# Thread: tricky tangent qroblem :)

1. ## tricky tangent qroblem :)

Suppose g(x) has a second derivative g''(x) at all points of an interval I. Prove that if the tangent to the curve y=g(x) at a in I meets the curve again at some other point b>a in I then g''(x)=0 somewhere between a and b...

I seriously dont know where to begin

2. Originally Posted by Khonics89
Suppose g(x) has a second derivative g''(x) at all points of an interval I. Prove that if the tangent to the curve y=g(x) at a in I meets the curve again at some other point b>a in I then g''(x)=0 somewhere between a and b...

I seriously dont know where to begin

The phrase 'meets the curve again' refers to inflection. So, I would start by understanding that wherever the tangent line to a graph crosses the graph, $\displaystyle f''(x)=0$. There is a proof of this fact here:

Second derivative test - Wikipedia, the free encyclopedia

3. Hey von-

I'm sorry but I still dont understand what your trying to tell me

can you explain wat exact is the question asking me.

4. Originally Posted by Khonics89
Suppose g(x) has a second derivative g''(x) at all points of an interval I. Prove that if the tangent to the curve y=g(x) at a in I meets the curve again at some other point b>a in I then g''(x)=0 somewhere between a and b...

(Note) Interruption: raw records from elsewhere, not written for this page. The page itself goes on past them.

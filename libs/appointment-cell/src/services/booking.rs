// libs/appointment-cell/src/services/booking.rs
use std::collections::HashMap;
use std::sync::Arc;

use serde_json::{json, Map, Value};
use tracing::{debug, info, warn};

use notification_cell::{BookingSnapshot, NotificationDispatcher};
use shared_config::AppConfig;
use shared_database::{LedgerClient, LedgerError};
use shared_models::status::{status_event, BookingDomain, BookingStatus, StatusEvent};

use crate::models::{
    Appointment, AppointmentDetail, AppointmentError, AppointmentListQuery,
    BookAppointmentRequest, Doctor, Patient, RescheduleAppointmentRequest,
    UpdateAppointmentRequest,
};

/// Owns every mutation of a consultation booking. The ledger row is
/// re-read before each decision, and notification dispatch happens only
/// after the write has committed.
pub struct AppointmentBookingService {
    ledger: Arc<LedgerClient>,
    notifier: Arc<NotificationDispatcher>,
}

impl AppointmentBookingService {
    pub fn new(config: &AppConfig, notifier: Arc<NotificationDispatcher>) -> Self {
        Self {
            ledger: Arc::new(LedgerClient::new(config)),
            notifier,
        }
    }

    pub fn ledger(&self) -> Arc<LedgerClient> {
        Arc::clone(&self.ledger)
    }

    /// Create a booking in `Pending`. Deliberately no conflict check here:
    /// several pending requests may hold the same slot, and the contest is
    /// settled at confirmation time.
    pub async fn create(
        &self,
        request: BookAppointmentRequest,
    ) -> Result<Appointment, AppointmentError> {
        info!(
            "Booking appointment for patient {} with doctor {}",
            request.patient_id, request.doctor_id
        );

        self.verify_patient_exists(request.patient_id).await?;
        self.verify_doctor_exists(request.doctor_id).await?;

        let row = json!({
            "patient_id": request.patient_id,
            "doctor_id": request.doctor_id,
            "appointment_date": request.appointment_date,
            "appointment_time": request.appointment_time.format("%H:%M").to_string(),
            "reason": request.reason.unwrap_or_else(|| "General Consultation".to_string()),
            "status": BookingStatus::Pending.to_string(),
            "amount": 0,
        });

        let appointment: Appointment = self.ledger.insert("appointments", row).await?;
        info!("Appointment {} created in Pending", appointment.id);
        Ok(appointment)
    }

    pub async fn get(&self, appointment_id: i64) -> Result<Appointment, AppointmentError> {
        self.ledger
            .fetch_one("appointments", &format!("id=eq.{}", appointment_id))
            .await?
            .ok_or(AppointmentError::NotFound)
    }

    pub async fn get_detail(
        &self,
        appointment_id: i64,
    ) -> Result<AppointmentDetail, AppointmentError> {
        let appointment = self.get(appointment_id).await?;
        let patient = self.fetch_patient(appointment.patient_id).await?;
        let doctor = self.fetch_doctor(appointment.doctor_id).await?;

        Ok(AppointmentDetail {
            patient_name: patient.full_name(),
            patient_email: patient.email,
            doctor_name: doctor.name,
            department: doctor.department,
            appointment,
        })
    }

    /// List bookings newest-first, optionally filtered by status and/or
    /// scoped to one doctor (a doctor session sees only their own).
    pub async fn list(
        &self,
        query: AppointmentListQuery,
    ) -> Result<Vec<AppointmentDetail>, AppointmentError> {
        let mut filters = vec!["order=id.desc".to_string()];
        if let Some(status) = query.status {
            filters.push(format!("status=eq.{}", status));
        }
        if let Some(doctor_id) = query.doctor_id {
            filters.push(format!("doctor_id=eq.{}", doctor_id));
        }

        let appointments: Vec<Appointment> = self
            .ledger
            .fetch("appointments", &filters.join("&"))
            .await?;

        let patients: Vec<Patient> = self.ledger.fetch("patients", "").await?;
        let doctors: Vec<Doctor> = self.ledger.fetch("doctors", "").await?;
        let patients: HashMap<i64, &Patient> = patients.iter().map(|p| (p.id, p)).collect();
        let doctors: HashMap<i64, &Doctor> = doctors.iter().map(|d| (d.id, d)).collect();

        Ok(appointments
            .into_iter()
            .map(|appointment| {
                let patient = patients.get(&appointment.patient_id);
                let doctor = doctors.get(&appointment.doctor_id);
                AppointmentDetail {
                    patient_name: patient
                        .map(|p| p.full_name())
                        .unwrap_or_else(|| "Unknown".to_string()),
                    patient_email: patient.and_then(|p| p.email.clone()),
                    doctor_name: doctor
                        .map(|d| d.name.clone())
                        .unwrap_or_else(|| "Unknown".to_string()),
                    department: doctor.and_then(|d| d.department.clone()),
                    appointment,
                }
            })
            .collect())
    }

    /// Move a booking to a new slot. Rejected with a conflict when a
    /// *different* booking is already `Confirmed` there; otherwise the
    /// booking goes back to `Pending` and must be re-confirmed.
    pub async fn reschedule(
        &self,
        appointment_id: i64,
        request: RescheduleAppointmentRequest,
    ) -> Result<Appointment, AppointmentError> {
        debug!("Rescheduling appointment: {}", appointment_id);

        let current = self.get(appointment_id).await?;
        let new_date = request.appointment_date.unwrap_or(current.appointment_date);
        let new_time = request.appointment_time;

        let clash: Vec<Appointment> = self
            .ledger
            .fetch(
                "appointments",
                &format!(
                    "doctor_id=eq.{}&appointment_date=eq.{}&appointment_time=eq.{}&status=eq.{}&id=neq.{}",
                    current.doctor_id,
                    new_date,
                    new_time.format("%H:%M"),
                    BookingStatus::Confirmed,
                    appointment_id
                ),
            )
            .await?;
        if !clash.is_empty() {
            warn!(
                "Reschedule conflict for appointment {} at {} {}",
                appointment_id, new_date, new_time
            );
            return Err(AppointmentError::SlotConflict);
        }

        let patch = json!({
            "appointment_date": new_date,
            "appointment_time": new_time.format("%H:%M").to_string(),
            "status": BookingStatus::Pending.to_string(),
        });
        let mut updated: Vec<Appointment> = self
            .ledger
            .update("appointments", &format!("id=eq.{}", appointment_id), patch)
            .await?;
        let appointment = updated.pop().ok_or(AppointmentError::NotFound)?;

        info!(
            "Appointment {} rescheduled to {} {}",
            appointment_id, new_date, new_time
        );
        self.dispatch_notice(StatusEvent::Rescheduled, &appointment).await;

        Ok(appointment)
    }

    /// Apply a status/reason/amount update and emit whatever notice the
    /// transition calls for. The status write is a single conditional PATCH;
    /// the ledger's unique confirmed-slot constraint turns a lost
    /// confirmation race into a structured conflict.
    pub async fn update(
        &self,
        appointment_id: i64,
        request: UpdateAppointmentRequest,
    ) -> Result<(Appointment, BookingStatus, BookingStatus), AppointmentError> {
        debug!("Updating appointment: {}", appointment_id);

        let current = self.get(appointment_id).await?;
        let old_status = current.status;
        let new_status = request.status.unwrap_or(old_status);

        if !old_status.can_transition(BookingDomain::Consultation, new_status) {
            return Err(AppointmentError::InvalidTransition {
                from: old_status,
                to: new_status,
            });
        }

        if let Some(amount) = request.amount {
            if amount < 0.0 {
                return Err(AppointmentError::Validation(
                    "amount cannot be negative".to_string(),
                ));
            }
        }

        let mut patch = Map::new();
        patch.insert("status".to_string(), json!(new_status.to_string()));
        if let Some(reason) = request.reason {
            patch.insert("reason".to_string(), json!(reason));
        }
        if let Some(amount) = request.amount {
            patch.insert("amount".to_string(), json!(amount));
        }

        let updated: Result<Vec<Appointment>, LedgerError> = self
            .ledger
            .update(
                "appointments",
                &format!("id=eq.{}", appointment_id),
                Value::Object(patch),
            )
            .await;

        let mut updated = match updated {
            Ok(rows) => rows,
            // another booking won the slot between our read and this write
            Err(LedgerError::Conflict(_)) => return Err(AppointmentError::SlotConflict),
            Err(e) => return Err(e.into()),
        };
        let appointment = updated.pop().ok_or(AppointmentError::NotFound)?;

        if let Some(event) = status_event(old_status, new_status) {
            self.dispatch_notice(event, &appointment).await;
        }

        info!(
            "Appointment {} updated: {} -> {}",
            appointment_id, old_status, new_status
        );
        Ok((appointment, old_status, new_status))
    }

    pub async fn delete(&self, appointment_id: i64) -> Result<(), AppointmentError> {
        let _ = self.get(appointment_id).await?;
        self.ledger
            .delete("appointments", &format!("id=eq.{}", appointment_id))
            .await?;
        info!("Appointment {} deleted", appointment_id);
        Ok(())
    }

    /// Whether any bookings reference this doctor; the doctor CRUD layer
    /// refuses deletion while this holds.
    pub async fn doctor_has_appointments(&self, doctor_id: i64) -> Result<bool, AppointmentError> {
        let rows: Vec<Appointment> = self
            .ledger
            .fetch(
                "appointments",
                &format!("doctor_id=eq.{}&limit=1", doctor_id),
            )
            .await?;
        Ok(!rows.is_empty())
    }

    pub async fn patient_has_appointments(
        &self,
        patient_id: i64,
    ) -> Result<bool, AppointmentError> {
        let rows: Vec<Appointment> = self
            .ledger
            .fetch(
                "appointments",
                &format!("patient_id=eq.{}&limit=1", patient_id),
            )
            .await?;
        Ok(!rows.is_empty())
    }

    // ==============================================================================
    // PRIVATE HELPERS
    // ==============================================================================

    async fn verify_patient_exists(&self, patient_id: i64) -> Result<(), AppointmentError> {
        let patient: Option<Patient> = self
            .ledger
            .fetch_one("patients", &format!("id=eq.{}", patient_id))
            .await?;
        if patient.is_none() {
            return Err(AppointmentError::PatientNotFound);
        }
        Ok(())
    }

    async fn verify_doctor_exists(&self, doctor_id: i64) -> Result<(), AppointmentError> {
        let doctor: Option<Doctor> = self
            .ledger
            .fetch_one("doctors", &format!("id=eq.{}", doctor_id))
            .await?;
        if doctor.is_none() {
            return Err(AppointmentError::DoctorNotFound);
        }
        Ok(())
    }

    async fn fetch_patient(&self, patient_id: i64) -> Result<Patient, AppointmentError> {
        self.ledger
            .fetch_one("patients", &format!("id=eq.{}", patient_id))
            .await?
            .ok_or(AppointmentError::PatientNotFound)
    }

    async fn fetch_doctor(&self, doctor_id: i64) -> Result<Doctor, AppointmentError> {
        self.ledger
            .fetch_one("doctors", &format!("id=eq.{}", doctor_id))
            .await?
            .ok_or(AppointmentError::DoctorNotFound)
    }

    /// Best-effort, post-commit. Any failure here is logged and dropped —
    /// the booking mutation has already succeeded.
    async fn dispatch_notice(&self, event: StatusEvent, appointment: &Appointment) {
        let (patient, doctor) = match (
            self.fetch_patient(appointment.patient_id).await,
            self.fetch_doctor(appointment.doctor_id).await,
        ) {
            (Ok(p), Ok(d)) => (p, d),
            (p, d) => {
                warn!(
                    "Skipping {} notice for appointment {}: {:?} {:?}",
                    event,
                    appointment.id,
                    p.err(),
                    d.err()
                );
                return;
            }
        };

        let Some(email) = patient.email.clone() else {
            debug!(
                "No email on file for patient {} — skipping {} notice",
                patient.id, event
            );
            return;
        };

        let snapshot = BookingSnapshot {
            reference: format!("APT-{}", appointment.id),
            domain: BookingDomain::Consultation,
            patient_name: patient.full_name(),
            service_name: format!("Consultation — {}", doctor.name),
            department: doctor.department.clone(),
            provider_name: Some(doctor.name),
            date: Some(appointment.appointment_date),
            time: Some(appointment.appointment_time),
            amount: appointment.amount,
            details: appointment.reason.clone(),
        };

        self.notifier.notify(&email, event, snapshot);
    }
}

I seriously dont know where to begin
first note that $\displaystyle \frac{g(b)-g(a)}{b-a}=g'(a),$ because they are both equal to the slope of the tangent line to the curve at $\displaystyle x=a.$ call this (1). define $\displaystyle f(x)=g(x)-\frac{g(b)-g(a)}{b-a}(x-a)-g(a), \ x \in I.$

see that $\displaystyle f(a)=f(b).$ thus by Rolle's theorem there exists $\displaystyle a<c<b$ such that $\displaystyle g'(c)-\frac{g(b)-g(a)}{b-a}=f'(c)=0,$ i.e. $\displaystyle g'(c)=\frac{g(b)-g(a)}{b-a}.$ therefore $\displaystyle g'(a)=g'(c),$ by (1). again, applying Rolle's

theorem, gives us that $\displaystyle g''(d)=0,$ for some $\displaystyle a<d<c,$ and we're done.